- **The problem**: Could you say how many lines in the records include "currently"? Please give the number by itself.

- **The input**:

----

//! Streaming feed parser for RSS 2.0 and Atom documents.
//!
//! Walks `quick-xml` events and fills one [`FeedEntry`] per `<item>` (RSS)
//! or `<entry>` (Atom). Only direct children of an entry are read:
//!
//! | Field | RSS | Atom |
//! |-------|-----|------|
//! | title | `<title>` | `<title>` |
//! | link | `<link>` text | `<link href>` (`rel` absent or `alternate`) |
//! | published | `<pubDate>` | `<published>` |
//! | summary | `<description>` | `<summary>` |
//! | source | `<source>` text | `<source><title>` |
//!
//! Values are kept as the provider wrote them (entities and CDATA resolved,
//! surrounding whitespace stripped). Dates are not parsed. An empty
//! `<title>` or `<link>` is kept as an empty string; the other fields are
//! absent when empty.
//!
//! Parsing is lenient in the way feeds in the wild need: bare `&`,
//! mismatched or stray closing tags and unclosed inline HTML such as `<br>`
//! are accepted. Anything worse stops the walk, and the entries completed
//! so far are returned with the error logged.

use crate::models::{EntrySource, FeedEntry, ParsedFeed};
use quick_xml::Reader;
use quick_xml::escape::{resolve_xml_entity, unescape};
use quick_xml::events::{BytesRef, BytesStart, Event};
use std::error::Error;
use tracing::{debug, instrument, warn};

#[derive(Debug, Clone, Copy, PartialEq, Eq)]
enum Field {
    Title,
    Link,
    Published,
    Summary,
    SourceText,
    SourceTitle,
}

impl Field {
    /// Required fields keep an empty value; the rest treat it as absent.
    fn keeps_empty(self) -> bool {
        matches!(self, Field::Title | Field::Link)
    }
}

/// Parser state for the entry currently open.
#[derive(Debug)]
struct OpenEntry {
    depth: usize,
    entry: FeedEntry,
    source_depth: Option<usize>,
}

#[derive(Debug, Default)]
struct FeedWalker {
    /// Names of the currently open elements, outermost first.
    stack: Vec<Vec<u8>>,
    open: Option<OpenEntry>,
    capture: Option<(Field, usize)>,
    text: String,
    entries: Vec<FeedEntry>,
}

/// Parse a feed document into raw entries.
#[instrument(level = "info", skip_all, fields(bytes = xml.len()))]
pub fn parse_feed(xml: &str) -> ParsedFeed {
    let mut walker = FeedWalker::default();
    if let Err(e) = walker.walk(xml) {
        warn!(
            error = %e,
            parsed = walker.entries.len(),
            "Malformed feed; keeping entries parsed so far"
        );
    }
    debug!(entries = walker.entries.len(), "Parsed feed");
    ParsedFeed {
        entries: walker.entries,
    }
}

impl FeedWalker {
    fn walk(&mut self, xml: &str) -> Result<(), Box<dyn Error>> {
        let mut reader = Reader::from_str(xml);
        let config = reader.config_mut();
        config.allow_dangling_amp = true;
        config.allow_unmatched_ends = true;
        config.check_end_names = false;

        loop {
            match reader.read_event()? {
                Event::Start(e) => {
                    self.stack.push(e.name().as_ref().to_vec());
                    self.on_start(&e)?;
                }
                Event::Empty(e) => {
                    self.stack.push(e.name().as_ref().to_vec());
                    self.on_start(&e)?;
                    self.on_end();
                    self.stack.pop();
                }
                Event::End(e) => {
                    let name = e.name();
                    // Close everything opened since the matching start tag;
                    // a closing tag with no open counterpart is ignored.
                    if let Some(pos) = self.stack.iter().rposition(|n| n.as_slice() == name.as_ref()) {
                        while self.stack.len() > pos {
                            self.on_end();
                            self.stack.pop();
                        }
                    }
                }
                Event::Text(t) => {
                    if self.capture.is_some() {
                        self.text.push_str(&t.decode()?);
                    }
                }
                Event::CData(c) => {
                    if self.capture.is_some() {
                        self.text.push_str(&c.decode()?);
                    }
                }
                Event::GeneralRef(r) => {
                    if self.capture.is_some() {
                        self.push_reference(&r)?;
                    }
                }
                Event::Eof => break,
                _ => {}
            }
        }
        Ok(())
    }

    /// Append a `&...;` reference, resolved when it is a character or a
    /// predefined XML entity and kept literally otherwise.
    fn push_reference(&mut self, r: &BytesRef) -> Result<(), Box<dyn Error>> {
        if let Ok(Some(ch)) = r.resolve_char_ref() {
            self.text.push(ch);
            return Ok(());
        }
        let name = r.decode()?;
        match resolve_xml_entity(&name) {
            Some(resolved) => self.text.push_str(resolved),
            None => {
                self.text.push('&');
                self.text.push_str(&name);
                self.text.push(';');
            }
        }
        Ok(())
    }

    fn on_start(&mut self, e: &BytesStart) -> Result<(), Box<dyn Error>> {
        let depth = self.stack.len();
        let name = e.name();
        let name = name.as_ref();

        let Some(open) = self.open.as_mut() else {
            if name == b"item" || name == b"entry" {
                self.open = Some(OpenEntry {
                    depth,
                    entry: FeedEntry::default(),
                    source_depth: None,
                });
            }
            return Ok(());
        };

        if let Some(source_depth) = open.source_depth {
            if depth == source_depth + 1 && name == b"title" {
                self.capture = Some((Field::SourceTitle, depth));
                self.text.clear();
            }
            return Ok(());
        }

        if self.capture.is_some() || depth != open.depth + 1 {
            return Ok(());
        }

        let field = match name {
            b"title" => Field::Title,
            b"link" if has_href(e) => {
                if open.entry.link.is_none() {
                    open.entry.link = atom_link_href(e)?;
                }
                return Ok(());
            }
            b"link" => Field::Link,
            b"pubDate" | b"published" => Field::Published,
            b"description" | b"summary" => Field::Summary,
            b"source" => {
                open.source_depth = Some(depth);
                open.entry.source.get_or_insert_with(EntrySource::default);
                Field::SourceText
            }
            _ => return Ok(()),
        };
        self.capture = Some((field, depth));
        self.text.clear();
        Ok(())
    }

    fn on_end(&mut self) {
        let depth = self.stack.len();
        let Some(open) = self.open.as_mut() else {
            return;
        };

        if let Some((field, capture_depth)) = self.capture {
            if capture_depth == depth {
                let value = self.text.trim().to_string();
                let value = Some(value).filter(|v| field.keeps_empty() || !v.is_empty());
                let entry = &mut open.entry;
                let slot = match field {
                    Field::Title => &mut entry.title,
                    Field::Link => &mut entry.link,
                    Field::Published => &mut entry.published,
                    Field::Summary => &mut entry.summary,
                    Field::SourceText | Field::SourceTitle => {
                        &mut entry.source.get_or_insert_with(EntrySource::default).title
                    }
                };
                if slot.is_none() {
                    *slot = value;
                }
                self.capture = None;
                self.text.clear();
            }
        }

        if open.source_depth == Some(depth) {
            open.source_depth = None;
            if matches!(self.capture, Some((Field::SourceText, _))) {
                self.capture = None;
            }
        }

        if open.depth == depth {
            if let Some(open) = self.open.take() {
                self.entries.push(open.entry);
            }
        }
    }
}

----

- **Expected output**: 2